Business
Mixed feelings trail arrest of Judges as DSS release them on bail
The seven judges, who were arrested on Friday and Saturday by the Department of State Services, have been released on bail.
A source in the DSS, who confided in The PUNCH on Monday evening, said the judges were released on own recognisance on Sunday.
The DSS source said, “They were all released on bail yesterday (Sunday) on own recognisance. They reported this morning (Monday) and they have all gone back home. They will be coming back tomorrow (Tuesday); and everything went very procedurally well and civil.
“They were released on bail on own recognisance based on the fact that given their standing in the society, they cannot run away. They were instructed that they should come back today (Monday) by 10am. They did report for investigation this morning (Monday morning) and they have gone back home.
“The investigation continues and preparation to charge them to court.
“Also, the action was sequel to the lack of cooperation by the National Judicial Council such as the refusal by the NJC to allow the affected persons to be questioned by the DSS. Investigation started some seven months ago, precisely in April 2016.”
A top judiciary officer in Abuja, who spoke on condition of anonymity, confirmed that the judges had been released.
But calls to the mobile of one of the judges did not go through.
The DSS had, in what it called a sting operation, arrested Sylvester Ngwuta and Inyang Okoro, both of the Supreme Court; the suspended Presiding Justice of the Court of Appeal, Ilorin Division, Justice Mohammed Tsamiya; Justice Kabiru Auta of the Kano State High Court and Justice Adeniyi Ademola of the Federal High Court, Abuja.
Others arrested were the sacked Chief Judge of Enugu State, Justice I. A. Umezulike, and Muazu Pindiga of the Federal High Court, Gombe Division.
However, the DSS on Monday, intensified its ongoing investigation of two Justices of the Supreme Court and other judges arrested over the weekend after simultaneous raids on their homes.
Top sources in the Federal Ministry of Justice confided in one of our correspondents on Monday that the DSS had extended its ongoing probe of the arrested judiciary chiefs to the asset declaration forms they submitted to the Code of Conduct Bureau.
The DSS had said it was getting the cooperation of the Federal Ministry of Justice in its ongoing probe of the judges.
Credible sources in the ministry, who spoke on condition of anonymity because they were not authorised to speak on the probe, confirmed to The PUNCH that the office of the Attorney-General of the Federation was involved in the ongoing investigation.
The sources, one of whom visited the DSS office in Abuja on Monday, said the Service had placed requests for the asset declaration forms submitted by the judges to the CCB.

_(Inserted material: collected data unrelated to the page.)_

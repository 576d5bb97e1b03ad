//! Input loading
//!
//! The coordinator reads the whole input file into memory before
//! partitioning. The file is treated as bytes: invalid UTF-8 sequences are
//! replaced rather than rejected, and lines are split on `\n` with the same
//! rules as the line-block codec.

use crate::distributed::codec::decode_lines;
use anyhow::{Context, Result};
use std::fs;
use std::path::Path;

/// Read `path` into an ordered list of lines
pub fn read_lines(path: &Path) -> Result<Vec<String>> {
    let bytes = fs::read(path)
        .with_context(|| format!("Failed to read input file: {}", path.display()))?;

    Ok(decode_lines(&String::from_utf8_lossy(&bytes)))
}
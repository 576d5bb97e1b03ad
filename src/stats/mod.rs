//! Counting results and per-participant statistics
//!
//! - `table`: the word frequency table every stage produces and consumes
//! - `aggregator`: folds per-participant statistics into a run report

pub mod aggregator;
pub mod table;

pub use table::FrequencyTable;

use serde::{Deserialize, Serialize};
use std::time::Duration;

/// Statistics for one participant's local counting stage
///
/// Non-coordinator participants send this with their partial table so the
/// coordinator can report how the work was spread.
#[derive(Debug, Clone, PartialEq, Eq, Serialize, Deserialize)]
pub struct ParticipantStats {
    /// Participant index (0 = coordinator)
    pub participant_index: usize,

    /// Node identifier (hostname)
    pub node_id: String,

    /// Lines in the participant's block
    pub lines: u64,

    /// Normalized tokens counted
    pub tokens: u64,

    /// Distinct words in the local table
    pub unique_words: u64,

    /// Counter threads used
    pub threads: usize,

    /// Time spent in the local counter (nanoseconds)
    pub count_duration_ns: u64,
}

impl ParticipantStats {
    /// Build stats from a participant's finished local table
    pub fn from_table(
        participant_index: usize,
        node_id: impl Into<String>,
        lines: usize,
        threads: usize,
        table: &FrequencyTable,
        count_duration: Duration,
    ) -> Self {
        Self {
            participant_index,
            node_id: node_id.into(),
            lines: lines as u64,
            tokens: table.total(),
            unique_words: table.len() as u64,
            threads,
            count_duration_ns: count_duration.as_nanos() as u64,
        }
    }

    /// Counting duration
    pub fn count_duration(&self) -> Duration {
        Duration::from_nanos(self.count_duration_ns)
    }
}

#[cfg(test)]
mod tests {
    use super::*;

    #[test]
    fn test_from_table() {
        let table: FrequencyTable = [("the", 2), ("cat", 3)].into_iter().collect();
        let stats = ParticipantStats::from_table(1, "node-a", 2, 4, &table, Duration::from_millis(5));

        assert_eq!(stats.participant_index, 1);
        assert_eq!(stats.node_id, "node-a");
        assert_eq!(stats.lines, 2);
        assert_eq!(stats.tokens, 5);
        assert_eq!(stats.unique_words, 2);
        assert_eq!(stats.threads, 4);
        assert_eq!(stats.count_duration(), Duration::from_millis(5));
    }
}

The source added, “As of today, the ministry is still obtaining statements from the judiciary officers.
“You will recall that apart from the raw cash recovered from the judges, documents relating to the assets linked to some of the Justices were also recovered from their houses.
“So, since it has to do with assets, the DSS thought it wise to place request to the CCB for their asset declaration forms.
“We should be able to compare the forms they submitted to the CCB and the evidence of the ownership of the assets linked to them.”
The Head of Protocol and Publicity Unit of the CCB, Mr. Muhammed Idris, could not be reached for his comment on the DSS request to the bureau on Monday.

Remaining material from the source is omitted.